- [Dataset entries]
*** Begin section ***
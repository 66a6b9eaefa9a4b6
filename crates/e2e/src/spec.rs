//! Declarative YAML scenario specification

use serde::{Deserialize, Serialize};
use std::collections::BTreeMap;
use std::path::{Path, PathBuf};

use crate::error::{E2eError, E2eResult};
use crate::http::HttpMethod;
use crate::wait::WaitState;

/// File name looked up in each scenario directory
pub const SCENARIO_FILE: &str = "scenario.yaml";

/// A complete scenario parsed from YAML
#[derive(Debug, Clone, Serialize, Deserialize)]
pub struct ScenarioSpec {
    /// Unique name for this scenario
    pub name: String,

    /// Human-readable description
    #[serde(default)]
    pub description: String,

    /// Tags for filtering scenarios
    #[serde(default)]
    pub tags: Vec<String>,

    /// Overrides the configured base URL for relative step URLs
    #[serde(default)]
    pub base_url: Option<String>,

    /// Main flow, executed in order until the first failure
    pub steps: Vec<ScenarioStep>,

    /// Always executed after the main flow, pass or fail
    #[serde(default)]
    pub cleanup: Vec<ScenarioStep>,

    /// Directory the scenario was loaded from; fixture paths resolve here
    #[serde(skip)]
    pub dir: PathBuf,
}

/// A single step in a scenario
#[derive(Debug, Clone, Serialize, Deserialize)]
#[serde(tag = "action", rename_all = "snake_case")]
pub enum ScenarioStep {
    /// Navigate to a URL (absolute, or relative to the base URL)
    Navigate {
        url: String,
        #[serde(default)]
        wait_for_selector: Option<String>,
        #[serde(default)]
        expect_status: Option<u16>,
        #[serde(default)]
        expect_ok: bool,
    },

    /// Submit the login form with configured (or overridden) credentials
    Login {
        #[serde(default)]
        username: Option<String>,
        #[serde(default)]
        password: Option<String>,
    },

    /// Click an element
    Click {
        selector: String,
        #[serde(default)]
        wait_for_navigation: bool,
    },

    /// Type text into an element
    Type {
        selector: String,
        text: String,
    },

    /// Wait for an element state
    Wait {
        selector: String,
        #[serde(default)]
        timeout_ms: Option<u64>,
        #[serde(default)]
        state: WaitState,
    },

    /// Wait for the current navigation to complete
    WaitForNavigation {
        #[serde(default)]
        timeout_ms: Option<u64>,
    },

    /// Fixed delay for flows with no readiness signal (use sparingly)
    Sleep {
        ms: u64,
        reason: String,
    },

    /// Assert something about an element
    Assert {
        selector: String,
        #[serde(default)]
        exists: Option<bool>,
        #[serde(default)]
        visible: Option<bool>,
        /// Trimmed `textContent` equals
        #[serde(default)]
        text: Option<String>,
        /// Trimmed rendered `innerText` equals
        #[serde(default)]
        inner_text: Option<String>,
        #[serde(default)]
        text_contains: Option<String>,
    },

    /// Click the selector and wait for navigation only if it is rendered
    ConfirmIfVisible {
        selector: String,
        #[serde(default)]
        timeout_ms: Option<u64>,
    },

    /// Require a URL parameter and store it
    CaptureParameter {
        name: String,
        #[serde(default)]
        save_as: Option<String>,
    },

    /// Require a service ticket parameter and store it
    AssertTicket {
        #[serde(default = "default_ticket_parameter")]
        parameter: String,
        #[serde(default)]
        save_as: Option<String>,
    },

    /// Parse JSON from an element and store it
    CaptureJson {
        selector: String,
        save_as: String,
        #[serde(default)]
        html: bool,
    },

    /// Decode a compact token artifact into a claim set artifact
    DecodeToken {
        source: String,
        save_as: String,
    },

    /// Claim presence/absence over a claim set or JSON object artifact
    AssertClaims {
        source: String,
        #[serde(default)]
        present: Vec<String>,
        #[serde(default)]
        absent: Vec<String>,
    },

    /// Size of a JSON array, object or string artifact
    AssertJson {
        source: String,
        length: usize,
    },

    /// Direct HTTP call, outside the browser session
    Request {
        #[serde(default)]
        method: HttpMethod,
        url: String,
        #[serde(default)]
        headers: BTreeMap<String, String>,
        #[serde(default = "default_expect_status")]
        expect_status: u16,
        #[serde(default)]
        body: Option<String>,
        #[serde(default)]
        body_file: Option<PathBuf>,
        #[serde(default)]
        save_as: Option<String>,
    },

    /// Streamed GET into a file under the system temp directory
    Export {
        url: String,
        path: PathBuf,
        #[serde(default)]
        headers: BTreeMap<String, String>,
        #[serde(default = "default_expect_status")]
        expect_status: u16,
        #[serde(default = "default_min_bytes")]
        min_bytes: u64,
    },

    /// Best-effort screenshot
    Screenshot {
        name: String,
    },

    /// Remove a scenario-local directory
    RemoveDir {
        path: PathBuf,
    },

    /// Log a message
    Log {
        message: String,
    },
}

fn default_ticket_parameter() -> String {
    "ticket".to_string()
}

fn default_expect_status() -> u16 {
    200
}

fn default_min_bytes() -> u64 {
    1
}

impl ScenarioStep {
    /// Short label used in logs and reports
    pub fn label(&self) -> String {
        match self {
            ScenarioStep::Navigate { url, .. } => format!("navigate:{}", url),
            ScenarioStep::Login { .. } => "login".to_string(),
            ScenarioStep::Click { selector, .. } => format!("click:{}", selector),
            ScenarioStep::Type { selector, .. } => format!("type:{}", selector),
            ScenarioStep::Wait { selector, .. } => format!("wait:{}", selector),
            ScenarioStep::WaitForNavigation { .. } => "wait_for_navigation".to_string(),
            ScenarioStep::Sleep { ms, .. } => format!("sleep:{}ms", ms),
            ScenarioStep::Assert { selector, .. } => format!("assert:{}", selector),
            ScenarioStep::ConfirmIfVisible { selector, .. } => format!("confirm_if_visible:{}", selector),
            ScenarioStep::CaptureParameter { name, .. } => format!("capture_parameter:{}", name),
            ScenarioStep::AssertTicket { parameter, .. } => format!("assert_ticket:{}", parameter),
            ScenarioStep::CaptureJson { selector, .. } => format!("capture_json:{}", selector),
            ScenarioStep::DecodeToken { source, .. } => format!("decode_token:{}", source),
            ScenarioStep::AssertClaims { source, .. } => format!("assert_claims:{}", source),
            ScenarioStep::AssertJson { source, .. } => format!("assert_json:{}", source),
            ScenarioStep::Request { method, url, .. } => format!("request:{} {}", method.as_str(), url),
            ScenarioStep::Export { url, .. } => format!("export:{}", url),
            ScenarioStep::Screenshot { name } => format!("screenshot:{}", name),
            ScenarioStep::RemoveDir { path } => format!("remove_dir:{}", path.display()),
            ScenarioStep::Log { message } => {
                format!("log:{}", message.chars().take(30).collect::<String>())
            }
        }
    }
}

impl ScenarioSpec {
    /// Parse a scenario from YAML string
    pub fn from_yaml(yaml: &str) -> E2eResult<Self> {
        let spec: Self = serde_yaml::from_str(yaml)?;
        spec.validate()?;
        Ok(spec)
    }

    /// Parse a scenario from a YAML file; its directory becomes the fixture root
    pub fn from_file(path: &Path) -> E2eResult<Self> {
        let content = std::fs::read_to_string(path)?;
        let mut spec = Self::from_yaml(&content)
            .map_err(|e| E2eError::SpecParse(format!("{}: {}", path.display(), e)))?;
        spec.dir = path.parent().map(Path::to_path_buf).unwrap_or_default();
        Ok(spec)
    }

    /// Load every `scenario.yaml` below a directory, sorted by name
    pub fn load_all(dir: &Path) -> E2eResult<Vec<Self>> {
        if !dir.is_dir() {
            return Err(E2eError::SpecParse(format!(
                "scenario directory not found: {}",
                dir.display()
            )));
        }

        let mut specs = Vec::new();
        for entry in walkdir::WalkDir::new(dir)
            .into_iter()
            .filter_map(|e| e.ok())
            .filter(|e| e.file_type().is_file() && e.file_name() == SCENARIO_FILE)
        {
            specs.push(Self::from_file(entry.path())?);
        }

        specs.sort_by(|a, b| a.name.cmp(&b.name));
        if let Some(pair) = specs.windows(2).find(|w| w[0].name == w[1].name) {
            return Err(E2eError::SpecParse(format!(
                "duplicate scenario name: {}",
                pair[0].name
            )));
        }
        Ok(specs)
    }

    fn validate(&self) -> E2eResult<()> {
        if self.name.trim().is_empty() {
            return Err(E2eError::SpecParse("scenario name is empty".to_string()));
        }
        if self.steps.is_empty() {
            return Err(E2eError::SpecParse(format!("scenario '{}' has no steps", self.name)));
        }
        for step in self.steps.iter().chain(&self.cleanup) {
            match step {
                ScenarioStep::Request { body: Some(_), body_file: Some(_), .. } => {
                    return Err(E2eError::SpecParse(format!(
                        "{}: body and body_file are mutually exclusive",
                        step.label()
                    )));
                }
                ScenarioStep::Assert {
                    exists: None,
                    visible: None,
                    text: None,
                    inner_text: None,
                    text_contains: None,
                    ..
                } => {
                    return Err(E2eError::SpecParse(format!(
                        "{}: assert needs at least one expectation",
                        step.label()
                    )));
                }
                ScenarioStep::Sleep { reason, .. } if reason.trim().is_empty() => {
                    return Err(E2eError::SpecParse(format!(
                        "{}: a fixed delay must state its reason",
                        step.label()
                    )));
                }
                _ => {}
            }
        }
        Ok(())
    }
}

#[cfg(test)]
mod tests {
    use super::*;

    #[test]
    fn test_parse_consent_flow() {
        let yaml = r##"
name: consent-flow
description: Confirm attribute release
tags:
  - cas
  - consent
steps:
  - action: navigate
    url: /cas/login
  - action: login
  - action: assert
    selector: '#content h2'
    text: Attribute Consent
  - action: click
    selector: '#confirm'
    wait_for_navigation: true
  - action: assert_ticket
cleanup:
  - action: request
    method: DELETE
    url: /cas/actuator/attributeConsent/casuser
"##;
        let spec = ScenarioSpec::from_yaml(yaml).unwrap();
        assert_eq!(spec.name, "consent-flow");
        assert_eq!(spec.steps.len(), 5);
        assert_eq!(spec.cleanup.len(), 1);
        match &spec.steps[4] {
            ScenarioStep::AssertTicket { parameter, save_as } => {
                assert_eq!(parameter, "ticket");
                assert!(save_as.is_none());
            }
            other => panic!("unexpected step {:?}", other),
        }
        match &spec.cleanup[0] {
            ScenarioStep::Request { method, expect_status, .. } => {
                assert_eq!(*method, HttpMethod::Delete);
                assert_eq!(*expect_status, 200);
            }
            other => panic!("unexpected step {:?}", other),
        }
    }

    #[test]
    fn test_wait_defaults_to_visible() {
        let yaml = r##"
name: wait-default
steps:
  - action: wait
    selector: '#table_with_attributes'
"##;
        let spec = ScenarioSpec::from_yaml(yaml).unwrap();
        match &spec.steps[0] {
            ScenarioStep::Wait { state, timeout_ms, .. } => {
                assert_eq!(*state, WaitState::Visible);
                assert!(timeout_ms.is_none());
            }
            other => panic!("unexpected step {:?}", other),
        }
    }

    #[test]
    fn test_parse_assert_json_and_inner_text() {
        let yaml = r##"
name: remaining-records
steps:
  - action: assert
    selector: '#content h2'
    inner_text: Application Not Authorized to Use CAS
cleanup:
  - action: assert_json
    source: remaining
    length: 0
"##;
        let spec = ScenarioSpec::from_yaml(yaml).unwrap();
        assert!(matches!(
            &spec.steps[0],
            ScenarioStep::Assert { inner_text: Some(t), text: None, .. } if t == "Application Not Authorized to Use CAS"
        ));
        assert_eq!(spec.cleanup[0].label(), "assert_json:remaining");
    }

    #[test]
    fn test_rejects_empty_assert() {
        let yaml = r##"
name: empty-assert
steps:
  - action: assert
    selector: '#content'
"##;
        assert!(matches!(ScenarioSpec::from_yaml(yaml), Err(E2eError::SpecParse(_))));
    }

    #[test]
    fn test_rejects_sleep_without_reason() {
        let yaml = r##"
name: bare-sleep
steps:
  - action: sleep
    ms: 1000
    reason: ""
"##;
        assert!(ScenarioSpec::from_yaml(yaml).is_err());
    }

    #[test]
    fn test_rejects_unknown_action() {
        let yaml = r##"
name: unknown
steps:
  - action: teleport
"##;
        assert!(matches!(ScenarioSpec::from_yaml(yaml), Err(E2eError::Yaml(_))));
    }

    #[test]
    fn test_load_all_sets_dir_and_sorts() {
        let root = tempfile::tempdir().unwrap();
        for name in ["zeta", "alpha"] {
            let dir = root.path().join(name);
            std::fs::create_dir_all(&dir).unwrap();
            std::fs::write(
                dir.join(SCENARIO_FILE),
                format!("name: {}\nsteps:\n  - action: log\n    message: hi\n", name),
            )
            .unwrap();
        }
        std::fs::write(root.path().join("notes.yaml"), "not: a scenario").unwrap();

        let specs = ScenarioSpec::load_all(root.path()).unwrap();
        assert_eq!(specs.len(), 2);
        assert_eq!(specs[0].name, "alpha");
        assert_eq!(specs[0].dir, root.path().join("alpha"));
    }
}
*** End section ***
- [Assignment]
An exact copy of the lines above, from the one containing "pub struct ScenarioSpec" through the one containing "pass or fail", is the whole of the answer.

- [Response to this exercise]
pub struct ScenarioSpec {
    /// Unique name for this scenario
    pub name: String,

    /// Human-readable description
    #[serde(default)]
    pub description: String,

    /// Tags for filtering scenarios
    #[serde(default)]
    pub tags: Vec<String>,

    /// Overrides the configured base URL for relative step URLs
    #[serde(default)]
    pub base_url: Option<String>,

    /// Main flow, executed in order until the first failure
    pub steps: Vec<ScenarioStep>,

    /// Always executed after the main flow, pass or fail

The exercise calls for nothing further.